殴る殴る殴る殴る殴る殴る殴る。フェイトは赤髪の少年がただただ前へと進んで来ることに恐怖を覚えていた。止まらない。たまに変化を加えてくる。それがさらに恐怖を大きくする。軽い一撃、重い一撃を分けてさらにそれをタイムラグ無しの同じテンポで放ってくる。強い。私よりもきっと。本能がそう伝えてくる。分かっている、なら近距離戦を止め、ロングレンジに持ち込む。そう考え、大きくバックステップする。「(スピードは私の方が早い。なら。)」
また少し距離を取り、詠唱を始める。
「フォトンランサー!ファイア!」雷を伴う12もの魔力弾を放つ。資質変換のため触れるだけで感電する。これなら向こうがいくら強くても、そう思った時だった。
「ハハハハッ!いいねぇ!最高だ!」
赤髪の少年が叫び、フォトンランサーを打撃し全て叩き落とした。それも感電せずに。フェイトの頭の中は完全に真っ白になっていた。今の私には勝てない‥‥。そして赤髪の少年は目の前で拳を此方に向けた。
「(打撃とともにバインド張って捕まえる。)」
アデルの拳がフェイトに触れる直前フェイトの姿が消える。
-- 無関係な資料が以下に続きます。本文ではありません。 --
//! AI-help conversation records and the `/api/ai/ask` request body.

use serde::{Deserialize, Serialize};

/// Greeting shown as the first assistant turn of every session.
pub const GREETING: &str =
    "Hello! I'm your AI learning assistant. How can I help you with your studies today?";

/// Fixed answer appended when the endpoint fails or times out.
pub const APOLOGY: &str =
    "I'm sorry, I'm having trouble connecting right now. Please try again in a moment.";

#[derive(Clone, Copy, Debug, PartialEq, Eq, Serialize, Deserialize)]
#[serde(rename_all = "lowercase")]
pub enum AiRole {
    User,
    Assistant,
}

#[derive(Clone, Debug, PartialEq, Eq, Serialize, Deserialize)]
pub struct AiTurn {
    pub role: AiRole,
    pub content: String,
}

impl AiTurn {
    pub fn user(content: impl Into<String>) -> Self {
        Self {
            role: AiRole::User,
            content: content.into(),
        }
    }

    pub fn assistant(content: impl Into<String>) -> Self {
        Self {
            role: AiRole::Assistant,
            content: content.into(),
        }
    }
}

#[derive(Clone, Debug, PartialEq, Eq, Serialize, Deserialize)]
pub struct AskRequest {
    pub question: String,
    #[serde(default)]
    pub history: Vec<AiTurn>,
}

#[derive(Clone, Debug, PartialEq, Eq, Serialize, Deserialize)]
pub struct AskResponse {
    pub response: String,
}

#[derive(Clone, Debug, PartialEq, Eq, Serialize, Deserialize)]
pub struct AskFailure {
    pub error: String,
}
その光は転移魔法だった。見渡すとあの橙色の髪の使い魔だった。
「フェイトはやらせない!」
そう言い、飛びかかってくる。使い魔の女もどうやら格闘型のようで殴りかかる。片手で弾き腹に軽い一撃を入れ、軽く蹴りで使い魔を払い笑う。
「もっと本気で来いよ。これが本気なら一方的な嬲り殺しになるぞ。」
そう言い、構える。言ったことは嘘ではない。あれが本気なら確実に嬲り殺しにすることは出来る。だがそんなことをしても得はない。だからこその嘘だ。向こうが此方を危険だと思えば集中してくる。そういう奴らは強い。そんな奴らとは何百年前から戦ってきた。記憶上なので自分という人格での経験は少ない。だからこそ戦いを求める。奴を、白夜の王エルドラムを超えるには経験と色んな流派を覚えるしかない。目の前で構える使い魔も我流だとしても一つの流派だと言える。そのために本気になってもらう。
「いくぞ!」
アデルが前へと出ると使い魔の女も前へと出てくる。ほぼ同じタイミングでの正拳突きを繰り出す。アデルの方が少し早く力もあった分、押し込んでいたが、使い魔が足を首めがけて蹴り込む。それを回避するためしゃがむ。使い魔の懐へ飛び込み、
「くらいやがれ!虎砲!」
両の掌を腹に押し込む。打撃と同時に魔力を打ち込み、少しの間敵の魔力操作を妨害する技。ベルカの騎士には対処が簡単だがミッドの魔導士には馴染みのない魔法だ。やはり隙が出来る。前へと出て殴る。致命傷は与えないように加減しながら殴り続ける。拳を払おうと動くならその腕を殴る。
「流烈波!」
開いた体に一瞬で五発叩き込む。最後の一撃をまともに受けた彼女は海へと落ちていった。浮いてきた彼女は気を失っていた。それがこの戦いの結末を教えていた。
鞭のしなる音。鞭が身を叩き悲鳴が響く部屋。その悲鳴を聞けば誰もがこの部屋には近づかないだろう。そんな声が部屋の外にまで響いていた。叩かれている金髪のツインテールの少女、フェイト・テスタロッサは目の前で鞭を構える女性、母であるプレシア・テスタロッサを見つめていた。愚痴を言われても何も言わず、ただただ自分の失敗を悔やんでいた。母をがっかりさせた。アルフが捕まってしまった。そんな負の感情が渦巻いていた。
「なぜ、私をがっかりさせるの?フェイト。」
優しいような蔑んでいるような声で話す。フェイトが口を開こうとしてもそれをさせないためのように鞭で叩く。悲鳴が響くがプレシアは眉ひとつ動かさない。それどころかまだ足りないとでも言いたそうな顔をしていた。
「その辺にしないと君の作品が壊れてしまうよプレシア君。」
男の声がする。その男は白衣を着た紫色の髪の男だった。薄気味悪く笑う男は言った。
「この少女の感情を消すのだろう?だとしたら感情が豊かな時に消したほうがきっと楽しい。いや楽しみなのかもしれないなぁ。どっちしろ壊れない間でないと僕はやらないからね。」
そう言うとプレシアの答えも聞かず男は部屋を後にした。出て行った扉をしばらく眺めていたプレシアは僅かに口を綻ばせた。
今更ですが、アデルのイメージはトリニティセブンのアラタを赤髪にした感じで、よくネタに走るって感じです。